But it was different when I was a kid. From the time I was in about 5th Grade well into my 20s I carried a penknife everywhere I went. It wasn’t a weapon. It was an all-purpose, highly functional tool.
My penknives came in different sizes, colors, and styles. I loved and lost them all. Somehow they eventually found a way out of my pocket and turned up missing, permanently. This was always a sad moment—my “friend” was gone—but it also meant I could pick a new one.
I used my penknife for whittling, playing “Mumbly-Peg,” cutting things as needed when I was in the field or woods (which was often), and later as a young teacher, cutting out newspaper articles for later reference. Having a penknife in my pocket was a kind of ready necessity for going out into the world.

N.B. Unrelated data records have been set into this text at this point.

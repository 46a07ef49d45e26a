// textlens CLI: run the analysis HTTP service, or analyze one input from the shell.
use std::fs::File;
use std::io::{Read, Write};
use std::path::{Path, PathBuf};
use std::time::Duration;

use anyhow::{anyhow, Result};
use clap::{Args, Parser, Subcommand};
use indicatif::{ProgressBar, ProgressStyle};
use termcolor::{Color, ColorChoice, ColorSpec, StandardStream, WriteColor};
use tracing_subscriber::EnvFilter;

use textlens::nlp::SentimentLabel;
use textlens::{server, AnalysisResult, ServiceConfig, Source};

#[derive(Parser)]
#[command(name = "textlens", version, about = "Sentiment, keywords and summaries for text or web articles")]
struct Cli {
    #[command(subcommand)]
    command: Commands,
}

#[derive(Subcommand)]
enum Commands {
    /// Start the HTTP API
    Serve(ServiceConfig),
    /// Analyze a single text, file or URL and print the result
    Analyze(AnalyzeArgs),
}

#[derive(Args)]
struct AnalyzeArgs {
    #[arg(short, long, conflicts_with_all = ["file", "url"], required_unless_present_any = ["file", "url"])]
    text: Option<String>,
    /// txt, md, csv, json or pdf file
    #[arg(short, long, conflicts_with = "url")]
    file: Option<PathBuf>,
    #[arg(short, long)]
    url: Option<String>,
    /// Print the raw JSON result
    #[arg(long)]
    json: bool,
    #[command(flatten)]
    config: ServiceConfig,
}

fn init_tracing(json: bool) {
    let filter = EnvFilter::try_from_default_env()
        .unwrap_or_else(|_| EnvFilter::new("textlens=info,tower_http=info"));
    let builder = tracing_subscriber::fmt().with_env_filter(filter).with_writer(std::io::stderr);
    if json {
        builder.json().init();
    } else {
        builder.init();
    }
}

fn read_text_file(p: &Path) -> Result<String> {
    let mut s = String::new();
    let mut f = File::open(p)?;
    f.read_to_string(&mut s)?;
    Ok(s)
}

fn read_file_content(p: &Path) -> Result<String> {
    let ext = p.extension().and_then(|s| s.to_str()).unwrap_or("");
    match ext {
        "txt" | "md" | "csv" | "json" => read_text_file(p),
        "pdf" => pdf_extract::extract_text(p).map_err(|e| anyhow!("PDF extraction failed: {}", e)),
        _ => Err(anyhow!("Unsupported file format: {}", ext)),
    }
}

async fn serve(config: ServiceConfig) -> Result<()> {
    let addr = config.resolve_addr().await?;
    let ctx = config.build_context()?;
    let settings = ctx.settings();
    tracing::info!(
        sentiment_char_limit = settings.sentiment_char_limit,
        summary_max = settings.summary.max_length,
        summary_min = settings.summary.min_length,
        "analysis capabilities loaded"
    );
    server::run_server(ctx, addr).await
}

async fn analyze(args: AnalyzeArgs) -> Result<()> {
    let ctx = args.config.build_context()?;
    let result = if let Some(url) = args.url {
        let pb = ProgressBar::new_spinner();
        pb.set_style(ProgressStyle::with_template("{spinner:.green} [{elapsed_precise}] {msg}")?);
        pb.enable_steady_tick(Duration::from_millis(100));
        pb.set_message(format!("fetching {}", url));
        let outcome = ctx.analyze_url(url).await;
        pb.finish_and_clear();
        outcome?
    } else if let Some(path) = args.file {
        ctx.analyze_text(read_file_content(&path)?).await?
    } else {
        let text = args.text.ok_or_else(|| anyhow!("one of --text, --file or --url is required"))?;
        ctx.analyze_text(text).await?
    };

    if args.json {
        println!("{}", serde_json::to_string_pretty(&result)?);
    } else {
        print_report(&result)?;
    }
    Ok(())
}

fn label_color(label: SentimentLabel) -> Color {
    match label {
        SentimentLabel::Positive => Color::Green,
        SentimentLabel::Negative => Color::Red,
        SentimentLabel::Neutral => Color::Yellow,
    }
}

fn print_report(result: &AnalysisResult) -> Result<()> {
    let mut out = StandardStream::stdout(ColorChoice::Auto);
    let bold = ColorSpec::new().set_bold(true).clone();

    if let Source::Url(url) = &result.source {
        out.set_color(&bold)?;
        write!(out, "Source:    ")?;
        out.reset()?;
        writeln!(out, "{}", url)?;
    }

    out.set_color(&bold)?;
    write!(out, "Sentiment: ")?;
    out.set_color(ColorSpec::new().set_fg(Some(label_color(result.sentiment))).set_bold(true))?;
    writeln!(out, "{}", result.sentiment)?;

    out.set_color(&bold)?;
    write!(out, "Keywords:  ")?;
    out.reset()?;
    if result.top_keywords.is_empty() {
        writeln!(out, "(none)")?;
    } else {
        writeln!(out, "{}", result.top_keywords.join(", "))?;
    }

    out.set_color(&bold)?;
    writeln!(out, "Summary:")?;
    out.reset()?;
    writeln!(out, "{}", result.summary)?;
    Ok(())
}

#[tokio::main]
async fn main() -> Result<()> {
    let cli = Cli::parse();
    match cli.command {
        Commands::Serve(config) => {
            init_tracing(config.log_json);
            serve(config).await?
        }
        Commands::Analyze(args) => {
            init_tracing(args.config.log_json);
            analyze(args).await?
        }
    }
    Ok(())
}
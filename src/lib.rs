// textlens: sentiment, keywords and a summary for a text or a web article.

pub mod config;
pub mod error;
pub mod fetch;
pub mod nlp;
pub mod pipeline;
pub mod server;

pub use config::ServiceConfig;
pub use error::AnalysisError;
pub use pipeline::{AnalysisContext, AnalysisResult, AnalysisSettings, Source};
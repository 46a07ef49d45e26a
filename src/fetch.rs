// Web page fetching and main-text extraction.

use async_trait::async_trait;
use reqwest::Client;
use scraper::{ElementRef, Html, Selector};
use std::time::Duration;
use tracing::{debug, info};
use url::Url;

use crate::error::AnalysisError;

/// Readable content of a fetched page.
#[derive(Debug, Clone, PartialEq, Eq)]
pub struct Article {
    pub text: String,
}

/// Given a URL, returns the page's main text or fails.
#[async_trait]
pub trait ArticleFetcher: Send + Sync {
    async fn fetch_article(&self, url: &str) -> Result<Article, AnalysisError>;
}

#[derive(Clone)]
pub struct HttpArticleFetcher {
    client: Client,
}

impl HttpArticleFetcher {
    pub fn new(timeout: Duration, user_agent: &str) -> Result<Self, AnalysisError> {
        let client = Client::builder()
            .timeout(timeout)
            .user_agent(user_agent)
            .build()
            .map_err(|e| AnalysisError::Fetch(format!("failed to build http client: {}", e)))?;
        Ok(Self { client })
    }
}

#[async_trait]
impl ArticleFetcher for HttpArticleFetcher {
    async fn fetch_article(&self, url: &str) -> Result<Article, AnalysisError> {
        let parsed = Url::parse(url)
            .map_err(|e| AnalysisError::Fetch(format!("invalid url {}: {}", url, e)))?;
        if parsed.scheme() != "http" && parsed.scheme() != "https" {
            return Err(AnalysisError::Fetch(format!(
                "unsupported url scheme: {}",
                parsed.scheme()
            )));
        }

        let response = self.client.get(parsed).send().await?;
        let status = response.status();
        if !status.is_success() {
            return Err(AnalysisError::Fetch(format!(
                "article fetch failed with status: {}",
                status
            )));
        }
        let html = response.text().await?;
        debug!(url, bytes = html.len(), "fetched article page");

        let article = extract_article(&html)
            .ok_or_else(|| AnalysisError::Extract(format!("no article text found at {}", url)))?;
        info!(url, chars = article.text.chars().count(), "extracted article text");
        Ok(article)
    }
}

const CONTAINERS: [&str; 4] = ["article", "main", "[role=main]", "body"];
const SKIPPED: [&str; 7] = ["script", "style", "noscript", "nav", "footer", "header", "aside"];

/// Pulls the paragraph text out of an HTML document. Returns `None` when the
/// page has no paragraph text at all.
pub fn extract_article(html: &str) -> Option<Article> {
    let document = Html::parse_document(html);
    let paragraphs = Selector::parse("p").ok()?;

    for container in CONTAINERS {
        let Ok(selector) = Selector::parse(container) else {
            continue;
        };
        let Some(root) = document.select(&selector).next() else {
            continue;
        };
        let blocks: Vec<String> = root
            .select(&paragraphs)
            .filter(|p| !inside_skipped(p))
            .map(|p| collapse(&p.text().collect::<String>()))
            .filter(|t| !t.is_empty())
            .collect();
        if !blocks.is_empty() {
            return Some(Article {
                text: blocks.join("\n\n"),
            });
        }
    }
    None
}

fn inside_skipped(element: &ElementRef) -> bool {
    element
        .ancestors()
        .filter_map(ElementRef::wrap)
        .any(|a| SKIPPED.contains(&a.value().name()))
}

fn collapse(s: &str) -> String {
    s.split_whitespace().collect::<Vec<_>>().join(" ")
}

I was not all that different from a lot of young guys at the time. Many of us carried penknives and no one intended to use and certainly never did use them in a threatening manner. Our penknives were just a part of coming of age, one symbol and artifact of our manhood. No middle class young man in the 50s and 60s grew up without a penknife.
It’s interesting to note how much culture has changed, even with respect to something as simple as a penknife. Today, they’re used by hunters and workmen but aren’t much in evidence anywhere else. As I noted earlier, schools now have extensive policies referencing all manner of items qua weapons. Any kid showing up with a penknife is considered a threat. I’m not taking shots at schools for this. But it’s a sour comment on where we find ourselves in the early 21st Century.
So maybe I’m a member of the last penknife generation? I don’t know. But I’m glad for my penknife memories. They bring back a time too soon gone.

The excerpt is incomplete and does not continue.